# Disquette d'intallation pour Macintosh classic II



## chcout (14 Septembre 2006)

Bonsoir à tous,

Je viens de recuperer un bon vieux macintosh classic II acheté en 1991. 
Il tournait bien jusqu'au moment au une personne un peu trop curieuse a appuyer sur le bouton de remise a zero...  du coup j'ai une disquette avec un point d'interrogation au demarrage!

Alors je cherche une personne qui pourrait me dire comment me faire des disquettes de demarrage facilement. Mais mon powerbook G4 n'a pas de disquette . 

Merci d'avance

Cdt 

Chcout


----------



## FloMac (14 Septembre 2006)

chcout a dit:


> Bonsoir à tous,
> 
> Je viens de recuperer un bon vieux macintosh classic II acheté en 1991.
> Il tournait bien jusqu'au moment au une personne un peu trop curieuse a appuyer sur le bouton de remise a zero...  du coup j'ai une disquette avec un point d'interrogation au demarrage!
> ...



Bonsoir
le classic ne redemarre pas ? rien a faire ?



on a beau avoir de bonne idées et des astuces sur ce forum

faire un jeu de disquettes sans lecteur de disquettes ???
j'vois pas bien


----------



## Invité (14 Septembre 2006)

C'est quoi ce bouton de remise &#224; z&#233;ro sur le ClassicII ?
Tu veux quoi exactement, que quelqu'un t'envoie les D7 par la limace ?


----------



## Pascal 77 (14 Septembre 2006)

CE Mac ne fait pas partie de ceux qui avaient un syst&#232;me de d&#233;marrage en Rom ?


----------



## chcout (14 Septembre 2006)

Pascal 77 a dit:


> CE Mac ne fait pas partie de ceux qui avaient un système de démarrage en Rom ?

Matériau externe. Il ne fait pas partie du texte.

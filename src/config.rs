//! Runtime configuration
//!
//! Gathered once at startup from the environment (dotenv first) with
//! the plaintext key file as a fallback credential source.

use crate::error::InterviewError;
use std::path::PathBuf;
use tracing::info;

/// Model used for the open-ended dialogue stages
pub const DEFAULT_CHAT_MODEL: &str = "gpt-3.5-turbo";
/// More capable model used for extraction and computation
pub const DEFAULT_REASONING_MODEL: &str = "gpt-4o-mini";

const DEFAULT_KEY_FILE: &str = "openai_apikey.txt";
const DEFAULT_RULES_PATH: &str = "data/itr_rules.csv";

#[derive(Debug, Clone)]
pub struct Config {
    pub api_key: String,
    pub chat_model: String,
    pub reasoning_model: String,
    pub rules_path: PathBuf,
    /// Iteration cap for the stage loops. `None` means ask until
    /// satisfied; set only when embedding in automated harnesses.
    pub turn_limit: Option<u32>,
}

impl Config {
    /// Load configuration from the environment. Missing credential or
    /// an unreadable key file is fatal here, before any stage runs.
    pub fn from_env() -> crate::Result<Self> {
        let api_key = match std::env::var("OPENAI_API_KEY") {
            Ok(key) if !key.trim().is_empty() => key.trim().to_string(),
            _ => {
                let key_path = std::env::var("OPENAI_API_KEY_FILE")
                    .unwrap_or_else(|_| DEFAULT_KEY_FILE.to_string());
                read_key_file(&key_path)?
            }
        };

        let chat_model = std::env::var("CHATITR_CHAT_MODEL")
            .unwrap_or_else(|_| DEFAULT_CHAT_MODEL.to_string());
        let reasoning_model = std::env::var("CHATITR_REASONING_MODEL")
            .unwrap_or_else(|_| DEFAULT_REASONING_MODEL.to_string());

        let rules_path = PathBuf::from(
            std::env::var("ITR_RULES_PATH").unwrap_or_else(|_| DEFAULT_RULES_PATH.to_string()),
        );

        let turn_limit = match std::env::var("CHATITR_TURN_LIMIT") {
            Ok(raw) => Some(raw.parse::<u32>().map_err(|_| {
                InterviewError::ConfigError(format!("invalid CHATITR_TURN_LIMIT: {}", raw))
            })?),
            Err(_) => None,
        };

        info!(
            chat_model = %chat_model,
            reasoning_model = %reasoning_model,
            rules_path = %rules_path.display(),
            "Configuration loaded"
        );

        Ok(Self {
            api_key,
            chat_model,
            reasoning_model,
            rules_path,
            turn_limit,
        })
    }
}

fn read_key_file(path: &str) -> crate::Result<String> {
    let raw = std::fs::read_to_string(path).map_err(|e| {
        InterviewError::ResourceError(format!("failed to read API key file {}: {}", path, e))
    })?;

    // First line only, matching the key file convention
    let key = raw.lines().next().unwrap_or("").trim().to_string();
    if key.is_empty() {
        return Err(InterviewError::ResourceError(format!(
            "API key file {} is empty",
            path
        )));
    }

    Ok(key)
}

#[cfg(test)]
mod tests {
    use super::*;
    use std::io::Write;

    #[test]
    fn test_read_key_file_first_line() {
        let mut file = tempfile::NamedTempFile::new().unwrap();
        writeln!(file, "sk-test-abc").unwrap();
        writeln!(file, "trailing junk").unwrap();

        let key = read_key_file(file.path().to_str().unwrap()).unwrap();
        assert_eq!(key, "sk-test-abc");
    }

    #[test]
    fn test_read_key_file_missing_is_fatal() {
        let err = read_key_file("no/such/openai_apikey.txt").unwrap_err();
        assert!(matches!(err, InterviewError::ResourceError(_)));
    }

    #[test]
    fn test_read_key_file_empty_is_fatal() {
        let file = tempfile::NamedTempFile::new().unwrap();
        let err = read_key_file(file.path().to_str().unwrap()).unwrap_err();
        assert!(err.to_string().contains("empty"));
    }
}
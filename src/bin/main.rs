use std::sync::Arc;
use tax_interview_orchestrator::{
    config::Config,
    console::StdConsole,
    engine::OpenAiClient,
    rules::RulesTable,
    session::{Interviewer, SessionOptions},
};
use tracing::info;

#[tokio::main]
async fn main() -> Result<(), Box<dyn std::error::Error>> {
    // Initialize tracing
    tracing_subscriber::fmt()
        .with_env_filter(
            tracing_subscriber::EnvFilter::try_from_default_env()
                .unwrap_or_else(|_| tracing_subscriber::EnvFilter::new("warn")),
        )
        .init();

    dotenv::dotenv().ok();

    info!("Tax Interview Orchestrator starting");

    // Resources are loaded up front; a missing credential or rules
    // table is fatal before the first stage runs.
    let config = Config::from_env()?;
    let rules = RulesTable::load(&config.rules_path)?;

    let client = Arc::new(OpenAiClient::new(config.api_key.clone()));

    let interviewer = Interviewer::new(
        client.clone(),
        client,
        SessionOptions {
            chat_model: config.chat_model.clone(),
            reasoning_model: config.reasoning_model.clone(),
            turn_limit: config.turn_limit,
        },
    );

    let mut console = StdConsole;

    match interviewer.run(&mut console, &rules).await {
        Ok(()) => {
            info!("Session complete");
            Ok(())
        }
        Err(e) => {
            eprintln!("Session failed: {}", e);
            Err(Box::new(e) as Box<dyn std::error::Error>)
        }
    }
}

J'ai essayé la manip pour demarrer avec le systeme sur la rom et rien...

J'ai trouvé un page internet explicant comment faire des disquettes systemes depuis un PC en utilisant les commandes DOS, mais rien...

J'ai demandé à la personne qui m'a donné ce macintosh classic 2, de regarder chez elle, des fois qu'elle retrouverait les disquettes.


----------



## chcout (14 Septembre 2006)

Invité a dit:


> C'est quoi ce bouton de remise à zéro sur le ClassicII ?
> Tu veux quoi exactement, que quelqu'un t'envoie les D7 par la limace ?



Le bouton de remise a zéro est situé sur le coté gauche de l'ecran 

C quoi la limace ?


----------



## Leyry Hynemonth (14 Septembre 2006)

La POSTE !!


----------



## chcout (14 Septembre 2006)

Leyry Hynemonth a dit:


> La POSTE !!



Ben oui pourquoi pas si c la meilleur solution...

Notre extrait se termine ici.